The flamboyant satirist and comedian Barry Humphries joined my good mates the social justice giant Father Bob Maguire and WWII veteran Laurie Larmer in the queue for the pearly gates. All three men lived lives of remarkable note.

Humphries was of course the creator of Dame Edna Everage, the most famous housewife in the world, well before the Real Housewives came along, and a resident of Moonee Ponds, my neck of the woods.

In fact, just a few metres from my Moonee Ponds electorate office is Everage Street, named after the grand dame, where locals have been laying flowers since news of Humphries' death.

Something I would love to see is a statue of Dame Edna, to watch on as locals shop on the eponymous street. After all, she put the suburb on the cultural map of the world.

On a less theatrical, but no less dashing, note, on Wednesday I will farewell a man I have had the honour to call my friend for decades, and an Australian who deserves our thanks, Laurie Larmer. His funeral being held the day after we've honoured those who have served and those still serving is fitting.

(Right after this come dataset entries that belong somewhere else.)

mod columns;
mod format_utils;
mod log_store;
mod parse_log;
mod summary;

pub use columns::{Column, LogSchema};
pub use format_utils::{DATETIME_FORMAT, format_log_table};
pub use log_store::LogStore;
pub use parse_log::{ParsedLog, parse_log_content};
pub use summary::{Summary, summarize};
use once_cell::sync::Lazy;
use regex::Regex;
use std::path::{Path, PathBuf};

const LOG_FILE_STEM: &str = "cims_time_log";

static WHITESPACE: Lazy<Regex> = Lazy::new(|| Regex::new(r"\s+").expect("valid regex"));
static PATH_HOSTILE: Lazy<Regex> =
    Lazy::new(|| Regex::new(r#"[/\\:*?"<>|]"#).expect("valid regex"));

/// Turns a free-text user name into something safe to embed in a file name.
/// `" Jane  Doe "` becomes `Jane_Doe`.
pub fn sanitize_user(user: &str) -> String {
    let joined = WHITESPACE.replace_all(user.trim(), "_");
    PATH_HOSTILE.replace_all(&joined, "_").into_owned()
}

/// `cims_time_log.md` or `cims_time_log_{user}.md`
pub fn log_file_name(user: Option<&str>) -> String {
    match user.map(sanitize_user).filter(|u| !u.is_empty()) {
        Some(u) => format!("{LOG_FILE_STEM}_{u}.md"),
        None => format!("{LOG_FILE_STEM}.md"),
    }
}

pub fn log_file_path(root: &Path, user: Option<&str>) -> PathBuf {
    root.join(log_file_name(user))
}
use chrono::NaiveDateTime;

#[derive(Clone, Copy, Debug, PartialEq, Eq)]
pub enum EntryStatus {
    Pending,
    Completed,
}

/// End of a timing session. Both fields are set together, so an entry can
/// never have an end time without a duration or the other way round.
#[derive(Clone, Debug, PartialEq)]
pub struct Completion {
    pub end_time: NaiveDateTime,
    pub duration_secs: f64,
}

/// One identifier's timing session.
#[derive(Clone, Debug, PartialEq)]
pub struct Entry {
    pub identifier: String,
    pub user: Option<String>,
    pub start_time: NaiveDateTime,
    completion: Option<Completion>,
}

impl Entry {
    pub fn pending(identifier: String, user: Option<String>, start_time: NaiveDateTime) -> Self {
        Self {
            identifier,
            user,
            start_time,
            completion: None,
        }
    }

    pub fn status(&self) -> EntryStatus {
        match self.completion {
            Some(_) => EntryStatus::Completed,
            None => EntryStatus::Pending,
        }
    }

    pub fn is_pending(&self) -> bool {
        self.completion.is_none()
    }

    pub fn completion(&self) -> Option<&Completion> {
        self.completion.as_ref()
    }

    pub fn end_time(&self) -> Option<NaiveDateTime> {
        self.completion.as_ref().map(|c| c.end_time)
    }

    pub fn duration_secs(&self) -> Option<f64> {
        self.completion.as_ref().map(|c| c.duration_secs)
    }

    /// Stamps the end of the session and returns the row to persist.
    ///
    /// Returns `None` if the entry was already completed; transitions are one-way.
    /// An `end_time` earlier than `start_time` is clamped to `start_time`.
    pub fn complete(&mut self, end_time: NaiveDateTime) -> Option<LogRow> {
        if self.completion.is_some() {
            return None;
        }
        let end_time = end_time.max(self.start_time);
        let duration_secs = elapsed_secs(self.start_time, end_time);
        self.completion = Some(Completion {
            end_time,
            duration_secs,
        });
        Some(LogRow {
            user: self.user.clone(),
            identifier: self.identifier.clone(),
            start_time: self.start_time,
            end_time,
            duration_secs,
        })
    }
}

/// A completed entry as stored in the log table.
#[derive(Clone, Debug, PartialEq)]
pub struct LogRow {
    pub user: Option<String>,
    pub identifier: String,
    pub start_time: NaiveDateTime,
    pub end_time: NaiveDateTime,
    pub duration_secs: f64,
}

/// `end - start` in seconds, rounded to two decimals.
pub fn elapsed_secs(start: NaiveDateTime, end: NaiveDateTime) -> f64 {
    let delta = end - start;
    let secs = match delta.num_microseconds() {
        Some(us) => us as f64 / 1_000_000.0,
        None => delta.num_milliseconds() as f64 / 1_000.0,
    };
    round_2(secs)
}

/// Rounds half to even, so `0.125` becomes `0.12`.
pub fn round_2(value: f64) -> f64 {
    (value * 100.0).round_ties_even() / 100.0
}
//! Plain-text line chart of durations.
//!
//! ```text
//!    12.40 ┤   ●
//!          ┤  ●│
//!          ┤ ● │ ●
//!     1.05 ┤●    │●
//! ```

const POINT: char = '●';
const LINK: char = '│';

/// Renders `values` as `height` text rows, at most `width` plot columns wide.
///
/// Longer series are sampled evenly so the first and last values are always drawn.
/// Each column is joined to the previous one by a vertical stroke.
/// Returns no rows for an empty series.
pub fn line_chart(values: &[f64], width: usize, height: usize) -> Vec<String> {
    if values.is_empty() || width == 0 || height == 0 {
        return Vec::new();
    }

    let samples = sample(values, width);
    let min = samples.iter().copied().fold(f64::INFINITY, f64::min);
    let max = samples.iter().copied().fold(f64::NEG_INFINITY, f64::max);
    let span = max - min;

    // Row 0 is the top of the chart.
    let row_of = |v: f64| -> usize {
        if span <= f64::EPSILON {
            height / 2
        } else {
            let level = ((v - min) / span * (height - 1) as f64).round() as usize;
            (height - 1) - level.min(height - 1)
        }
    };

    let mut grid = vec![vec![' '; samples.len()]; height];
    let mut previous: Option<usize> = None;
    for (x, v) in samples.iter().enumerate() {
        let row = row_of(*v);
        if let Some(prev) = previous {
            let (lo, hi) = if prev < row { (prev, row) } else { (row, prev) };
            for cell in grid.iter_mut().take(hi).skip(lo + 1) {
                cell[x] = LINK;
            }
        }
        grid[row][x] = POINT;
        previous = Some(row);
    }

    let top_label = format!("{max:.2}");
    let bottom_label = format!("{min:.2}");
    let label_width = top_label.len().max(bottom_label.len());
    grid.into_iter()
        .enumerate()
        .map(|(i, cells)| {
            let label = if i == 0 {
                top_label.as_str()
            } else if i == height - 1 {
                bottom_label.as_str()
            } else {
                ""
            };
            let line: String = cells.into_iter().collect();
            format!("{label:>label_width$} ┤{}", line.trim_end())
        })
        .collect()
}

fn sample(values: &[f64], width: usize) -> Vec<f64> {
    if values.len() <= width {
        return values.to_vec();
    }
    if width == 1 {
        return vec![values[values.len() - 1]];
    }
    let last = values.len() - 1;
    (0..width)
        .map(|x| values[x * last / (width - 1)])
        .collect()
}
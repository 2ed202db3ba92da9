use crate::render::Renderer;
use anyhow::Result;
use cims_core::Config;
use std::io::{BufRead, Write};

#[derive(Debug)]
pub enum UserGate {
    Open(Config),
    /// A name was required and none was given.
    Closed,
}

/// Settles who is timing: `--user`/`CIMS_USER` first, then the config file.
/// With `require_user` and no name anywhere, asks once on `input`.
pub fn resolve_user(
    config: Config,
    cli_user: Option<String>,
    renderer: &Renderer,
    input: &mut impl BufRead,
) -> Result<UserGate> {
    let config = match cli_user.filter(|u| !u.trim().is_empty()) {
        Some(user) => config.with_user(Some(user)),
        None => config,
    };
    if config.user.is_some() || !config.require_user {
        return Ok(UserGate::Open(config));
    }
    ask_user(config, renderer, input)
}

fn ask_user(config: Config, renderer: &Renderer, input: &mut impl BufRead) -> Result<UserGate> {
    print!("Please enter your name to start: ");
    std::io::stdout().flush()?;
    let mut name = String::new();
    input.read_line(&mut name)?;
    let config = config.with_user(Some(name));
    if config.user.is_none() {
        renderer.print_warning("Enter your name to begin.");
        return Ok(UserGate::Closed);
    }
    Ok(UserGate::Open(config))
}
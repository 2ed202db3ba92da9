pub mod cims;
pub mod config;
pub mod entry;
pub mod log_store;
pub mod paths;
pub mod tracker;

pub use cims::{Cims, CompletionOutcome};
pub use config::Config;
pub use entry::{Entry, EntryStatus, LogRow};
pub use log_store::{LogSchema, LogStore, Summary};
pub use tracker::EntryTracker;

On Tuesday I represented the Prime Minister at Melbourne's dawn service. Anzac Day is many things to many people.

For some it is being with mates they serve or served beside and the once a year two-up. For most it is a day tinged with the sadness of loss.

Standing in the pre-dawn stillness at the Shrine of Remembrance in a moment of solemn reflection, I thought of the young men who were about to go ashore at Gallipoli unsure of their fate but sure of their mission. And I thought about my recently departed mate Laurie, who was just a teenager in 1941, a Moonee Ponds lad, when he signed up to fight in WWII.

I want to tell you Laurie's story. It's remarkable and his legacy would go on to be recognised with France's highest military award, the Legion of Honour.

At the tender age of 18, Laurie joined the Royal Australian Air Force and became part of England's Royal Air Force 51 Bomber Squadron, which played an integral part of the Allied push to liberate Europe.

The air war over Europe was the most dangerous theatre of operations for Australians in WWII. More than one in three members of the RAAF serving in Bomber Command paid the ultimate price for fighting fascism and defending democracy. In total, 4100 Australians died in skies over Europe and never made it home.

Laurie knew he was one of the lucky ones.

But there was always an ache in his heart. While making no apologies for answering the call of his nation, he did not glorify war because he knew the true collateral damage of battle was the loss of innocent lives. And he never forgot his RAAF comrades whose burials he could never attend.

At the age of 92, on the 70th anniversary of the end of WWII, and in a sign of this man's humility and character, Laurie wrote to the lord mayors of German towns he had bombed to say that he deeply regretted what had happened.

Not the need to defeat Hitler, but the sad loss of civilian life it entailed. The response was overwhelming.

The mayors replied, expressing their deep respect for Laurie's words. His letter was used extensively in schools in those towns as a lesson on the futility of war and the fragility of peace.

Laurie was a lifelong Labor man and one of my staunchest supporters.

He was the embodiment of Labor values and he lived them every day.

Another of the “greatest generation” was lost to us last week with the passing of Father Bob Maguire at 88.

The rebel with a wicked sense of humour, who would poke fun at those in power but never stopped fighting for those without it.

Father Bob became somewhat of an unlikely celebrity when he joined up with his favourite sparring partner, John Safran, on late-night radio to talk all things religion and ethics.

When asked to comment on Bob's death Safran said that the Catholic priest was “somehow kinder and funnier” in private than in public. “As wise as Buddha” and welcoming of all, including the “unloved and the unlovely” because in Bob's eyes, you didn't have to like people to love them.

I met Bob in 1983 when I was 15 and doing a social-work program at school. I got to spend a week with him, getting out and meeting kids who lived on the street. I watched him show them respect and understanding - two things you could tell were not usually afforded them.

I could not help but be affected by Father Bob's kindness, caring and advocacy for the downtrodden and the outcast. My interaction with him in my youth and the bond I developed with him over the course of time has been a driving force in my own determination to speak for those who have no voice.

I can only aspire to be as selfless and devoted to the cause as Bob.

It was with great sadness then that I say vale, Father Bob Maguire, Laurie Larmer and Barry Humphries, and offer my sympathy to their families and friends.